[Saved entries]
= = = = =

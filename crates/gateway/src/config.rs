// Copyright 2025 itscheems
//
// Licensed under the Apache License, Version 2.0 (the "License");
// you may not use this file except in compliance with the License.
// You may obtain a copy of the License at
//
//     http://www.apache.org/licenses/LICENSE-2.0
//
// Unless required by applicable law or agreed to in writing, software
// distributed under the License is distributed on an "AS IS" BASIS,
// WITHOUT WARRANTIES OR CONDITIONS OF ANY KIND, either express or implied.
// See the License for the specific language governing permissions and
// limitations under the License.

use std::{net::SocketAddr, path::PathBuf};

use anyhow::{Context, Result};
use serde::{Deserialize, Serialize};

// Logging configuration constants
/// Default log level (can be overridden by RUST_LOG environment variable)
pub const DEFAULT_LOG_LEVEL: &str = "info";

/// Default log directory component name
pub const LOG_COMPONENT_NAME: &str = "gateway";

/// Default console output enabled (can be overridden by LOG_TO_CONSOLE environment variable)
pub const DEFAULT_LOG_TO_CONSOLE: bool = false;

// Server configuration constants
/// Default HTTP server bind address (can be overridden by GATEWAY_BIND_ADDR)
pub const DEFAULT_BIND_ADDR: &str = "0.0.0.0:8080";

/// Default maximum HTTP request body size in bytes (can be overridden by GATEWAY_MAX_BODY_BYTES)
pub const DEFAULT_MAX_BODY_BYTES: usize = 64 * 1024;

// Replay protection configuration constants
/// Default replay window in milliseconds (can be overridden by GATEWAY_REPLAY_WINDOW_MS)
pub const DEFAULT_REPLAY_WINDOW_MS: u64 = 5 * 60 * 1000;

/// Default allowance for client clocks running ahead, in milliseconds
/// (can be overridden by GATEWAY_FUTURE_TOLERANCE_MS)
pub const DEFAULT_FUTURE_TOLERANCE_MS: u64 = 0;

/// Default replay cache maximum capacity in entries (can be overridden by GATEWAY_REPLAY_CACHE_MAX_CAPACITY)
pub const DEFAULT_REPLAY_CACHE_MAX_CAPACITY: u64 = 1_000_000;

/// Interval between replay cache maintenance runs
pub const REPLAY_EVICTION_INTERVAL_SECS: u64 = 30;

/// Gateway service configuration
#[derive(Debug, Clone, PartialEq, Eq, Serialize, Deserialize)]
#[serde(default)]
pub struct GatewayConfig {
	/// HTTP server bind address
	pub bind_addr: SocketAddr,
	/// Number of worker threads, defaults to the CPU count
	pub workers: Option<usize>,
	pub max_body_bytes: usize,
	pub replay_window_ms: u64,
	pub future_tolerance_ms: u64,
	pub replay_cache_max_capacity: u64,
	/// JSON file seeding the in-memory credential store
	pub credentials_file: Option<PathBuf>,
}

impl Default for GatewayConfig {
	fn default() -> Self {
		Self {
			bind_addr: SocketAddr::from(([0, 0, 0, 0], 8080)),
			workers: None,
			max_body_bytes: DEFAULT_MAX_BODY_BYTES,
			replay_window_ms: DEFAULT_REPLAY_WINDOW_MS,
			future_tolerance_ms: DEFAULT_FUTURE_TOLERANCE_MS,
			replay_cache_max_capacity: DEFAULT_REPLAY_CACHE_MAX_CAPACITY,
			credentials_file: None,
		}
	}
}

impl GatewayConfig {
	/// Load configuration from `GATEWAY_*` environment variables (and `.env`)
	pub fn from_env() -> Result<Self> {
		Self::load(None)
	}

	/// Load configuration from a file, with `GATEWAY_*` environment variables
	/// taking precedence
	pub fn from_file(path: &str) -> Result<Self> {
		Self::load(Some(path))
	}

	fn load(path: Option<&str>) -> Result<Self> {
		dotenv::dotenv().ok();

		let mut builder = config::Config::builder();
		if let Some(path) = path {
			builder = builder.add_source(config::File::with_name(path));
		}
		let cfg = builder
			.add_source(config::Environment::with_prefix("GATEWAY").try_parsing(true))
			.build()
			.context("Failed to build gateway configuration")?;

		let config: Self = cfg
			.try_deserialize()
			.context("Invalid gateway configuration")?;
		config.validate()?;
		Ok(config)
	}

	fn validate(&self) -> Result<()> {
		if self.replay_window_ms == 0 {
			anyhow::bail!("replay_window_ms must be > 0");
		}
		if self.replay_cache_max_capacity == 0 {
			anyhow::bail!("replay_cache_max_capacity must be > 0");
		}
		if self.workers == Some(0) {
			anyhow::bail!("workers must be > 0");
		}
		Ok(())
	}

	pub fn workers(&self) -> usize {
		self.workers.unwrap_or_else(num_cpus::get)
	}
}

#[cfg(test)]
mod tests {
	use super::*;

	#[test]
	fn test_defaults() {
		let config = GatewayConfig::default();
		assert_eq!(config.bind_addr, DEFAULT_BIND_ADDR.parse::<SocketAddr>().unwrap());
		assert_eq!(config.replay_window_ms, 300_000);
		assert_eq!(config.future_tolerance_ms, 0);
		assert!(config.workers() >= 1);
		assert!(config.validate().is_ok());
	}

	#[test]
	fn test_from_file() {
		let path = std::env::temp_dir().join(format!("keystone-gateway-{}.json", std::process::id()));
		std::fs::write(
			&path,
			r#"{"bind_addr": "127.0.0.1:9000", "future_tolerance_ms": 1500, "workers": 2}"#,
		)
		.unwrap();

		let config = GatewayConfig::from_file(path.to_str().unwrap()).unwrap();
		std::fs::remove_file(&path).ok();

		assert_eq!(config.bind_addr, "127.0.0.1:9000".parse::<SocketAddr>().unwrap());
		assert_eq!(config.future_tolerance_ms, 1500);
		assert_eq!(config.workers(), 2);
		assert_eq!(config.replay_window_ms, DEFAULT_REPLAY_WINDOW_MS);
	}

	#[test]
	fn test_zero_window_rejected() {
		let config = GatewayConfig {
			replay_window_ms: 0,
			..Default::default()
		};
		assert!(config.validate().is_err());
	}
}
// Copyright 2025 itscheems
//
// Licensed under the Apache License, Version 2.0 (the "License");
// you may not use this file except in compliance with the License.
// You may obtain a copy of the License at
//
//     http://www.apache.org/licenses/LICENSE-2.0
//
// Unless required by applicable law or agreed to in writing, software
// distributed under the License is distributed on an "AS IS" BASIS,
// WITHOUT WARRANTIES OR CONDITIONS OF ANY KIND, either express or implied.
// See the License for the specific language governing permissions and
// limitations under the License.

//! Wallet-intent verification
//!
//! The API key proves who is calling; the wallet signature proves the account
//! holder authorized *this* action with *these* parameters. The gate rebuilds
//! the signed message itself from the action's fixed field set, so extra
//! fields a client sends are never covered by, nor able to influence, the
//! intent signature.

use keystone_sdk::{
	Action, CancelAllOrdersIntent, CancelOrderIntent, CanonicalError, FIELD_SIGNATURE, Intent,
	PlaceOrderIntent, SigningEnvelope, TransferIntent, Transport, WalletAddress, WithdrawIntent,
	recover_personal_signer,
};
use serde_json::{Map, Value};
use thiserror::Error;

/// Error types for wallet-intent verification
#[derive(Debug, Clone, PartialEq, Eq, Error)]
pub enum IntentError {
	#[error("Missing required field: {0}")]
	MissingField(&'static str),
	#[error("Invalid message signature")]
	InvalidIntentSignature,
	#[error(transparent)]
	Malformed(#[from] CanonicalError),
}

fn malformed(field: &str) -> IntentError {
	IntentError::Malformed(CanonicalError::MalformedPayload(field.to_string()))
}

fn required<'a>(fields: &'a Map<String, Value>, name: &'static str) -> Result<&'a Value, IntentError> {
	match fields.get(name) {
		None | Some(Value::Null) => Err(IntentError::MissingField(name)),
		Some(value) => Ok(value),
	}
}

fn string_field(fields: &Map<String, Value>, name: &'static str) -> Result<String, IntentError> {
	match required(fields, name)? {
		Value::String(s) => Ok(s.clone()),
		_ => Err(malformed(name)),
	}
}

/// Integer field. A JSON body must carry a JSON integer; the query string
/// delivers integers as decimal strings.
fn integer_field(
	fields: &Map<String, Value>,
	name: &'static str,
	transport: Transport,
) -> Result<i64, IntentError> {
	match (required(fields, name)?, transport) {
		(Value::Number(n), _) => n.as_i64().ok_or_else(|| malformed(name)),
		(Value::String(s), Transport::Query) => parse_integer(s).ok_or_else(|| malformed(name)),
		_ => Err(malformed(name)),
	}
}

/// Strict decimal integer: optional `-`, then ASCII digits only
fn parse_integer(s: &str) -> Option<i64> {
	let digits = s.strip_prefix('-').unwrap_or(s);
	if digits.is_empty() || !digits.bytes().all(|b| b.is_ascii_digit()) {
		return None;
	}
	s.parse().ok()
}

/// Build the typed intent for `action` from loosely-typed request fields.
///
/// Only the action's own fields are read; anything else is ignored.
pub fn parse_intent(action: Action, fields: &Map<String, Value>) -> Result<Intent, IntentError> {
	let transport = action.transport();
	let intent = match action {
		Action::PlaceOrder => Intent::PlaceOrder(PlaceOrderIntent {
			ticker: string_field(fields, "ticker")?,
			side: string_field(fields, "side")?,
			order_type: string_field(fields, "order_type")?,
			quantity: string_field(fields, "quantity")?,
			quote_quantity: string_field(fields, "quote_quantity")?,
			price: string_field(fields, "price")?,
			time_in_force: integer_field(fields, "time_in_force", transport)?,
			expires_at: integer_field(fields, "expires_at", transport)?,
		}),
		Action::CancelOrder => Intent::CancelOrder(CancelOrderIntent {
			order_id: string_field(fields, "order_id")?,
		}),
		Action::CancelAllOrders => Intent::CancelAllOrders(CancelAllOrdersIntent {
			market: integer_field(fields, "market", transport)?,
		}),
		Action::Withdraw => Intent::Withdraw(WithdrawIntent {
			asset: string_field(fields, "asset")?,
			amount: string_field(fields, "amount")?,
			chain_id: integer_field(fields, "chain_id", transport)?,
		}),
		Action::Transfer => Intent::Transfer(TransferIntent {
			asset: string_field(fields, "asset")?,
			amount: string_field(fields, "amount")?,
			to_wallet_address: string_field(fields, "to_wallet_address")?,
		}),
	};
	Ok(intent)
}

/// The wallet signature carried alongside the intent fields
pub fn wallet_signature(fields: &Map<String, Value>) -> Result<&str, IntentError> {
	match required(fields, FIELD_SIGNATURE)? {
		Value::String(s) => Ok(s.as_str()),
		_ => Err(malformed(FIELD_SIGNATURE)),
	}
}

/// Verify that `claimed_signature` is the expected wallet's signature over
/// the canonical envelope of `action` built from `fields` and `timestamp`.
///
/// Returns the validated intent on success.
pub fn verify_intent(
	action: Action,
	fields: &Map<String, Value>,
	timestamp: u64,
	claimed_signature: &str,
	expected_wallet_address: &WalletAddress,
) -> Result<Intent, IntentError> {
	let envelope = SigningEnvelope::new(parse_intent(action, fields)?, timestamp);
	let message = envelope.canonical();

	let recovered = recover_personal_signer(message.as_bytes(), claimed_signature).map_err(|e| {
		tracing::debug!(target: "gate::intent", error = %e, "Wallet signature recovery failed");
		IntentError::InvalidIntentSignature
	})?;

	// Byte comparison of the decoded addresses, so hex case never matters.
	if recovered != *expected_wallet_address {
		return Err(IntentError::InvalidIntentSignature);
	}

	Ok(envelope.intent)
}

#[cfg(test)]
mod tests {
	use super::*;
	use keystone_sdk::{sign_intent, signing_key_from_hex};
	use serde_json::json;

	const WALLET_KEY: &str = "0xac0974bec39a17e36ba4a6b4d238ff944bacb478cbed5efcae784d7bf4f2ff80";
	const OTHER_KEY: &str = "0x59c6995e998f97a5a0044966f0945389dc9e86dae88c7a8412f4603b6b78690d";
	const TS: u64 = 1_700_000_000_000;

	fn object(value: Value) -> Map<String, Value> {
		match value {
			Value::Object(map) => map,
			other => panic!("expected object, got {other}"),
		}
	}

	fn place_order_fields() -> Map<String, Value> {
		object(json!({
			"ticker": "BTC_USDT",
			"side": "BUY",
			"order_type": "LIMIT",
			"quantity": "0.1",
			"quote_quantity": "",
			"price": "30000",
			"time_in_force": 0,
			"expires_at": 0,
			"timestamp": TS,
		}))
	}

	fn sign(key_hex: &str, action: Action, fields: &Map<String, Value>) -> String {
		let key = signing_key_from_hex(key_hex).unwrap();
		let intent = parse_intent(action, fields).unwrap();
		sign_intent(&key, &SigningEnvelope::new(intent, TS)).unwrap()
	}

	fn address(key_hex: &str) -> WalletAddress {
		WalletAddress::from_signing_key(&signing_key_from_hex(key_hex).unwrap())
	}

	#[test]
	fn test_valid_intent_signature() {
		let fields = place_order_fields();
		let signature = sign(WALLET_KEY, Action::PlaceOrder, &fields);

		let intent = verify_intent(
			Action::PlaceOrder,
			&fields,
			TS,
			&signature,
			&address(WALLET_KEY),
		)
		.unwrap();
		assert_eq!(intent.action(), Action::PlaceOrder);
	}

	#[test]
	fn test_other_wallet_rejected() {
		let fields = place_order_fields();
		let signature = sign(WALLET_KEY, Action::PlaceOrder, &fields);

		assert_eq!(
			verify_intent(
				Action::PlaceOrder,
				&fields,
				TS,
				&signature,
				&address(OTHER_KEY)
			),
			Err(IntentError::InvalidIntentSignature)
		);
	}

	#[test]
	fn test_tampered_field_rejected() {
		let fields = place_order_fields();
		let signature = sign(WALLET_KEY, Action::PlaceOrder, &fields);

		let mut tampered = fields.clone();
		tampered.insert("price".into(), json!("1"));
		assert_eq!(
			verify_intent(
				Action::PlaceOrder,
				&tampered,
				TS,
				&signature,
				&address(WALLET_KEY)
			),
			Err(IntentError::InvalidIntentSignature)
		);
	}

	#[test]
	fn test_signature_bound_to_action_and_timestamp() {
		let fields = object(json!({"order_id": "ord-1"}));
		let signature = sign(WALLET_KEY, Action::CancelOrder, &fields);
		let wallet = address(WALLET_KEY);

		assert!(verify_intent(Action::CancelOrder, &fields, TS, &signature, &wallet).is_ok());
		assert_eq!(
			verify_intent(Action::CancelOrder, &fields, TS + 1, &signature, &wallet),
			Err(IntentError::InvalidIntentSignature)
		);
	}

	#[test]
	fn test_extra_fields_ignored() {
		let fields = object(json!({"order_id": "ord-1"}));
		let signature = sign(WALLET_KEY, Action::CancelOrder, &fields);

		let mut noisy = fields.clone();
		noisy.insert("client_note".into(), json!("hello"));
		assert!(
			verify_intent(
				Action::CancelOrder,
				&noisy,
				TS,
				&signature,
				&address(WALLET_KEY)
			)
			.is_ok()
		);
	}

	#[test]
	fn test_missing_fields() {
		let mut fields = place_order_fields();
		fields.remove("expires_at");
		assert_eq!(
			parse_intent(Action::PlaceOrder, &fields),
			Err(IntentError::MissingField("expires_at"))
		);

		let null_order = object(json!({"order_id": null}));
		assert_eq!(
			parse_intent(Action::CancelOrder, &null_order),
			Err(IntentError::MissingField("order_id"))
		);

		assert_eq!(
			wallet_signature(&Map::new()),
			Err(IntentError::MissingField("signature"))
		);
	}

	#[test]
	fn test_integer_fields_accept_query_strings() {
		let query = object(json!({"market": "7"}));
		assert_eq!(
			parse_intent(Action::CancelAllOrders, &query),
			Ok(Intent::CancelAllOrders(CancelAllOrdersIntent { market: 7 }))
		);

		for bad in [json!("7.0"), json!("+7"), json!(""), json!(7.5), json!(true)] {
			let fields = object(json!({ "market": bad }));
			assert!(matches!(
				parse_intent(Action::CancelAllOrders, &fields),
				Err(IntentError::Malformed(_))
			));
		}
	}

	#[test]
	fn test_body_integer_fields_reject_strings() {
		let fields = object(json!({"asset": "USDT", "amount": "10", "chain_id": "1"}));
		assert_eq!(
			parse_intent(Action::Withdraw, &fields),
			Err(malformed("chain_id"))
		);

		let mut order = place_order_fields();
		order.insert("time_in_force".into(), json!("0"));
		assert_eq!(
			parse_intent(Action::PlaceOrder, &order),
			Err(malformed("time_in_force"))
		);
	}

	#[test]
	fn test_string_fields_reject_numbers() {
		let fields = object(json!({"asset": "USDT", "amount": 10, "chain_id": 1}));
		assert!(matches!(
			parse_intent(Action::Withdraw, &fields),
			Err(IntentError::Malformed(CanonicalError::MalformedPayload(field))) if field == "amount"
		));
	}

	#[test]
	fn test_garbage_signature_is_intent_failure() {
		let fields = object(json!({"order_id": "ord-1"}));
		assert_eq!(
			verify_intent(
				Action::CancelOrder,
				&fields,
				TS,
				"0xdeadbeef",
				&address(WALLET_KEY)
			),
			Err(IntentError::InvalidIntentSignature)
		);
	}
}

= = = = =

The lines above that include "configuration" should each be listed.

> RESULT
// Logging configuration constants
// Server configuration constants
// Replay protection configuration constants
/// Gateway service configuration
	/// Load configuration from `GATEWAY_*` environment variables (and `.env`)
	/// Load configuration from a file, with `GATEWAY_*` environment variables
			.context("Failed to build gateway configuration")?;
			.context("Invalid gateway configuration")?;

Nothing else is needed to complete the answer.